Lerer acredita que a administração do transporte na cidade mais populosa do país, com 11 milhões de habitantes, fomenta essa "desigualdade histórica". A maior parte dos recursos se destina à indústria do automóvel, e deixam de lado o transporte público. O tráfego é um caos, muita gente demora três ou quatro horas para chegar ao trabalho. E entre a meia-noite e as 5 da manhã não há transporte. Na periferia existem ilhas de pessoas que nunca vieram ao centro, porque para elas trasladar-se é um luxo. A ida e volta de casa para o trabalho custa R$ 6 por dia. Isso é muito dinheiro para muitos. Com essas condições, como se pode permitir um aumento?"
"Os 20 centavos daqui são o parque de Istambul", explica um grafiteiro de São Paulo que prefere não revelar seu nome, referindo-se aos protestos que se desencadearam na Turquia devido à construção de um shopping center sobre um parque adjacente à Praça Taksim. "Eu estava há vários anos pintando grafites contra os aumentos", acrescenta. "Há cerca de três anos, quando subiram o preço para R$ 3, eu já disse que era um roubo. Também pintei há quatro anos contra a forma como se estava administrando a Copa do Mundo. Está sendo feito por baixo da mesa, sem transparência. E escrevi em um grande muro onde dizia que se fosse disputada a Copa da Corrupção o Brasil já teria ganhado. Também pintei muitas vezes a frase 'Vamos para as ruas', porque o Facebook não basta. E de repente as pessoas responderam. Há cartazes que diziam 'Saímos do Facebook'."
Por que agora? "Por dois fatores: Istambul e a chegada da Copa em 2014", continua o grafiteiro. "O movimento em Istambul começou porque o governo pretendia destruir uma praça para construir moradias. E nós temos aqui muito mais terra verde arrasada na Amazônia que em toda a Turquia. Assim, a gente vê as pessoas em Istambul protestando e se pergunta o que fazemos parados. E por outro lado há a Copa de 2014.
Sabemos que todo mundo olha para nós e que somos o país do futebol. Mas não queremos ser conhecidos só pelo futebol."
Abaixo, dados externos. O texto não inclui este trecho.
use std::net::SocketAddr;
use std::sync::Arc;

use tokio::net::TcpListener;
use tokio::task::JoinSet;
use tokio_util::sync::CancellationToken;
use tracing_subscriber::{layer::SubscriberExt, util::SubscriberInitExt};

use scriptgate_api::config::ServerConfig;
use scriptgate_api::router::build_app_router;
use scriptgate_api::state::AppState;
use scriptgate_core::gateway::Gateway;

#[derive(Debug, thiserror::Error)]
enum ServeError {
    #[error("HTTP server error: {0}")]
    Http(#[from] std::io::Error),

    #[error("gRPC server error: {0}")]
    Grpc(#[from] scriptgate_rpc::server::ServeError),
}

#[tokio::main]
async fn main() {
    dotenvy::dotenv().ok();

    // --- Tracing ---
    // SCRIPTGATE_LOG_FORMAT=json switches to one JSON object per line.
    let json_logs = std::env::var("SCRIPTGATE_LOG_FORMAT")
        .map(|v| v.eq_ignore_ascii_case("json"))
        .unwrap_or(false);
    tracing_subscriber::registry()
        .with(
            tracing_subscriber::EnvFilter::try_from_default_env().unwrap_or_else(|_| {
                "scriptgate_api=debug,scriptgate_core=info,scriptgate_rpc=info,tower_http=debug"
                    .into()
            }),
        )
        .with(json_logs.then(|| tracing_subscriber::fmt::layer().json()))
        .with((!json_logs).then(tracing_subscriber::fmt::layer))
        .init();

    // --- Configuration ---
    let config = match ServerConfig::from_env() {
        Ok(config) => Arc::new(config),
        Err(e) => {
            tracing::error!(error = %e, "Invalid configuration");
            std::process::exit(1);
        }
    };
    tracing::info!(
        transport = %config.transport,
        host = %config.host,
        http_port = config.http_port,
        grpc_port = config.grpc_port,
        result_name = %config.gateway.result_name,
        credential_mode = config.gateway.credential.mode(),
        max_workers = config.gateway.max_workers,
        logging_enabled = config.gateway.logging_enabled,
        "Loaded server configuration"
    );

    // --- Gateway ---
    let gateway = Arc::new(Gateway::new(&config.gateway));
    let shutdown = CancellationToken::new();
    let mut servers: JoinSet<Result<(), ServeError>> = JoinSet::new();

    // --- HTTP ---
    if config.transport.serves_http() {
        let listener = bind(config.http_addr(), "HTTP").await;
        let app = build_app_router(AppState::new(Arc::clone(&config), Arc::clone(&gateway)));
        let token = shutdown.clone();
        tracing::info!(addr = %config.http_addr(), "HTTP server listening");

        servers.spawn(async move {
            axum::serve(
                listener,
                app.into_make_service_with_connect_info::<SocketAddr>(),
            )
            .with_graceful_shutdown(async move { token.cancelled().await })
            .await?;
            Ok(())
        });
    }

    // --- gRPC ---
    if config.transport.serves_grpc() {
        let listener = bind(config.grpc_addr(), "gRPC").await;
        let gateway = Arc::clone(&gateway);
        let timeout = config.request_timeout();
        let token = shutdown.clone();

        servers.spawn(async move {
            scriptgate_rpc::server::serve(listener, gateway, timeout, token).await?;
            Ok(())
        });
    }

    // --- Run until signalled or a server stops on its own ---
    let mut failed = false;
    tokio::select! {
        () = shutdown_signal() => {}
        Some(joined) = servers.join_next() => {
            failed |= report(joined);
            tracing::warn!("A server stopped unexpectedly, shutting down");
        }
    }

    shutdown.cancel();
    while let Some(joined) = servers.join_next().await {
        failed |= report(joined);
    }

    // Anything still queued for a worker is refused from here on.
    gateway.close();
    tracing::info!("Graceful shutdown complete");

    if failed {
        std::process::exit(1);
    }
}

/// Bind `addr` or exit; nothing is served with a partial listener set.
async fn bind(addr: SocketAddr, label: &str) -> TcpListener {
    match TcpListener::bind(addr).await {
        Ok(listener) => listener,
        Err(e) => {
            tracing::error!(%addr, error = %e, "Failed to bind {label} listener");
            std::process::exit(1);
        }
    }
}

/// Log a finished server task. Returns `true` if it failed.
fn report(joined: Result<Result<(), ServeError>, tokio::task::JoinError>) -> bool {
    match joined {
        Ok(Ok(())) => false,
        Ok(Err(e)) => {
            tracing::error!(error = %e, "Server exited with an error");
            true
        }
        Err(e) => {
            tracing::error!(error = %e, "Server task panicked");
            true
        }
    }
}

/// Wait for a termination signal to initiate graceful shutdown.
///
/// Handles both SIGINT (Ctrl-C) and SIGTERM (on Unix).
async fn shutdown_signal() {
    let ctrl_c = async {
        if let Err(e) = tokio::signal::ctrl_c().await {
            tracing::error!(error = %e, "Failed to install Ctrl-C handler");
            std::future::pending::<()>().await;
        }
    };

    #[cfg(unix)]
    let terminate = async {
        match tokio::signal::unix::signal(tokio::signal::unix::SignalKind::terminate()) {
            Ok(mut signal) => {
                signal.recv().await;
            }
            Err(e) => {
                tracing::error!(error = %e, "Failed to install SIGTERM handler");
                std::future::pending::<()>().await;
            }
        }
    };

    #[cfg(not(unix))]
    let terminate = std::future::pending::<()>();

    tokio::select! {
        () = ctrl_c => {
            tracing::info!("Received SIGINT (Ctrl-C), starting graceful shutdown");
        }
        () = terminate => {
            tracing::info!("Received SIGTERM, starting graceful shutdown");
        }
    }
}
//! Result extraction: pull the configured binding out of a finished evaluation.

use serde_json::Value;

use super::evaluator::{BindingValue, Bindings};
use crate::error::GatewayError;

/// Take the binding named `name` from `bindings`.
///
/// - bound to a JSON-representable value: `Ok(Some(value))`
/// - never bound: `Ok(None)`
/// - bound to an opaque value: [`GatewayError::Serialization`]
pub fn extract(mut bindings: Bindings, name: &str) -> Result<Option<Value>, GatewayError> {
    match bindings.take(name) {
        None => Ok(None),
        Some(BindingValue::Data(value)) => Ok(Some(value)),
        Some(BindingValue::Opaque { type_name }) => Err(GatewayError::Serialization(format!(
            "Value bound to '{name}' cannot be serialized: unsupported type '{type_name}'"
        ))),
    }
}
//! Scriptgate core: the transport-neutral execution gateway.
//!
//! Holds the four-step contract shared by every front end:
//! authenticate, evaluate in an isolated namespace, extract the result
//! binding, and report a typed outcome. The gRPC and HTTP crates only
//! translate wire requests into calls on [`gateway::Gateway`] and its
//! errors back into transport statuses.

pub mod audit;
pub mod auth;
pub mod config;
pub mod credentials;
pub mod error;
pub mod gateway;
pub mod scripting;
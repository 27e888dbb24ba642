use std::sync::Arc;

use tonic::{Request, Response, Status};

use scriptgate_core::audit::Caller;
use scriptgate_core::gateway::Gateway;

use crate::metadata::MetadataCredentials;
use crate::pb::script_service_server::ScriptService;
use crate::pb::{ScriptRequest, ScriptResponse};
use crate::status::into_status;
use crate::TRANSPORT;

/// `ScriptService` implementation backed by the shared gateway.
#[derive(Debug, Clone)]
pub struct ScriptGatewayService {
    gateway: Arc<Gateway>,
}

impl ScriptGatewayService {
    pub fn new(gateway: Arc<Gateway>) -> Self {
        Self { gateway }
    }
}

#[tonic::async_trait]
impl ScriptService for ScriptGatewayService {
    async fn send_code(
        &self,
        request: Request<ScriptRequest>,
    ) -> Result<Response<ScriptResponse>, Status> {
        let caller = Caller::new(request.remote_addr(), TRANSPORT);
        let (metadata, _extensions, message) = request.into_parts();

        let result = self
            .gateway
            .handle(message.script, &MetadataCredentials(&metadata), &caller)
            .await
            .map_err(into_status)?;

        Ok(Response::new(ScriptResponse {
            result: result.to_json_string(),
        }))
    }
}
//! HTTP front end for the script gateway.
//!
//! Exposes config, state, error handling and routes so integration tests
//! and the `scriptgate` binary share the same building blocks.

pub mod config;
pub mod error;
pub mod handlers;
pub mod middleware;
pub mod router;
pub mod routes;
pub mod state;
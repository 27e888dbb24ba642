//! Auth gate: locate caller credentials in request metadata and admit or reject.
//!
//! Transports expose their header / metadata maps through [`CredentialSource`].
//! The gate performs constant work and never touches the evaluator; a
//! successful check yields an [`Admission`], which is the only way to reach
//! script execution on the [`Gateway`](crate::gateway::Gateway).

use std::collections::HashMap;

use crate::credentials::{Credential, CredentialStore, Presented};

/// Default metadata key carrying a token.
pub const DEFAULT_TOKEN_HEADER: &str = "x-token";
/// Default metadata key carrying a username.
pub const DEFAULT_USERNAME_HEADER: &str = "x-username";
/// Default metadata key carrying a password.
pub const DEFAULT_PASSWORD_HEADER: &str = "x-password";

/// Read-only view over a transport's request metadata.
pub trait CredentialSource {
    /// Return the value stored under `key`, or `None` if absent or not valid text.
    fn value(&self, key: &str) -> Option<&str>;
}

impl CredentialSource for HashMap<String, String> {
    fn value(&self, key: &str) -> Option<&str> {
        self.get(key).map(String::as_str)
    }
}

/// Metadata key names under which credentials are expected.
///
/// Names are stored lowercase; both HTTP headers and gRPC metadata keys are
/// lowercase on the wire.
#[derive(Debug, Clone, PartialEq, Eq)]
pub struct CredentialHeaders {
    pub token: String,
    pub username: String,
    pub password: String,
}

impl Default for CredentialHeaders {
    fn default() -> Self {
        Self {
            token: DEFAULT_TOKEN_HEADER.to_string(),
            username: DEFAULT_USERNAME_HEADER.to_string(),
            password: DEFAULT_PASSWORD_HEADER.to_string(),
        }
    }
}

/// Why a request was rejected. Logged, never sent to the caller.
#[derive(Debug, Clone, Copy, PartialEq, Eq)]
pub enum RejectReason {
    MissingCredentials,
    InvalidCredentials,
}

impl RejectReason {
    pub fn as_str(self) -> &'static str {
        match self {
            Self::MissingCredentials => "missing_credentials",
            Self::InvalidCredentials => "invalid_credentials",
        }
    }
}

/// Result of the auth check. Computed once per request.
#[derive(Debug, Clone, Copy, PartialEq, Eq)]
pub enum AuthDecision {
    Admitted,
    Rejected(RejectReason),
}

/// Proof that a request passed the auth gate.
///
/// Cannot be constructed outside this module.
#[derive(Debug)]
pub struct Admission {
    _private: (),
}

/// Compares request metadata against the configured credential.
#[derive(Debug, Clone)]
pub struct AuthGate {
    store: CredentialStore,
    headers: CredentialHeaders,
}

impl AuthGate {
    pub fn new(store: CredentialStore, headers: CredentialHeaders) -> Self {
        Self { store, headers }
    }

    /// Decide whether the request carrying `source` is admitted.
    pub fn decide(&self, source: &impl CredentialSource) -> AuthDecision {
        let presented = match self.store.credential() {
            Credential::Token(_) => source.value(&self.headers.token).map(Presented::Token),
            Credential::UsernamePassword { .. } => source
                .value(&self.headers.username)
                .zip(source.value(&self.headers.password))
                .map(|(username, password)| Presented::UsernamePassword { username, password }),
        };

        match presented {
            None => AuthDecision::Rejected(RejectReason::MissingCredentials),
            Some(presented) if self.store.matches(&presented) => AuthDecision::Admitted,
            Some(_) => AuthDecision::Rejected(RejectReason::InvalidCredentials),
        }
    }

    /// Run [`decide`](Self::decide) and turn an admitted decision into an [`Admission`].
    pub fn admit(&self, source: &impl CredentialSource) -> Result<Admission, RejectReason> {
        match self.decide(source) {
            AuthDecision::Admitted => Ok(Admission { _private: () }),
            AuthDecision::Rejected(reason) => Err(reason),
        }
    }
}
Seu amigo e companheiro militante na tarefa de divulgar o protesto nas redes sociais, o fotógrafo Rafael Vilela, responde: "Eu me manifesto porque creio que outro mundo é possível. E quem sabe se dentro de alguns anos as pessoas lembrarão que tudo começou por causa de 20 centavos".
"Eu me manifesto para pedir respeito", acrescenta o economista Caio Tendolini, 28. "Há falta de respeito da comunidade religiosa pelos gays. E também de certas organizações gays que afirmam que todos os evangélicos são racistas e homofóbicos. Há falta de respeito para com as mulheres que querem abortar. E o Congresso pretende aprovar um projeto em que se proíbe o aborto inclusive em caso de violação. Não se respeitam os povos indígenas porque se pretende destruir seu hábitat na selva para construir a represa hidrelétrica de Belo Monte..."
Esta semana a revista brasileira "Veja" se perguntava de forma irônica em sua capa: "Depois do preço das passagens, a vez da corrupção e da criminalidade?". "Isso é o que nos criticam os meios da direita", salienta Caio Tendolini. "Eles atacam o governo pela corrupção e a insegurança. E pretendem ridicularizar o protesto. Mas reclamar que não aumentem o preço do transporte é algo tangível, concreto. Acabar com a corrupção, não."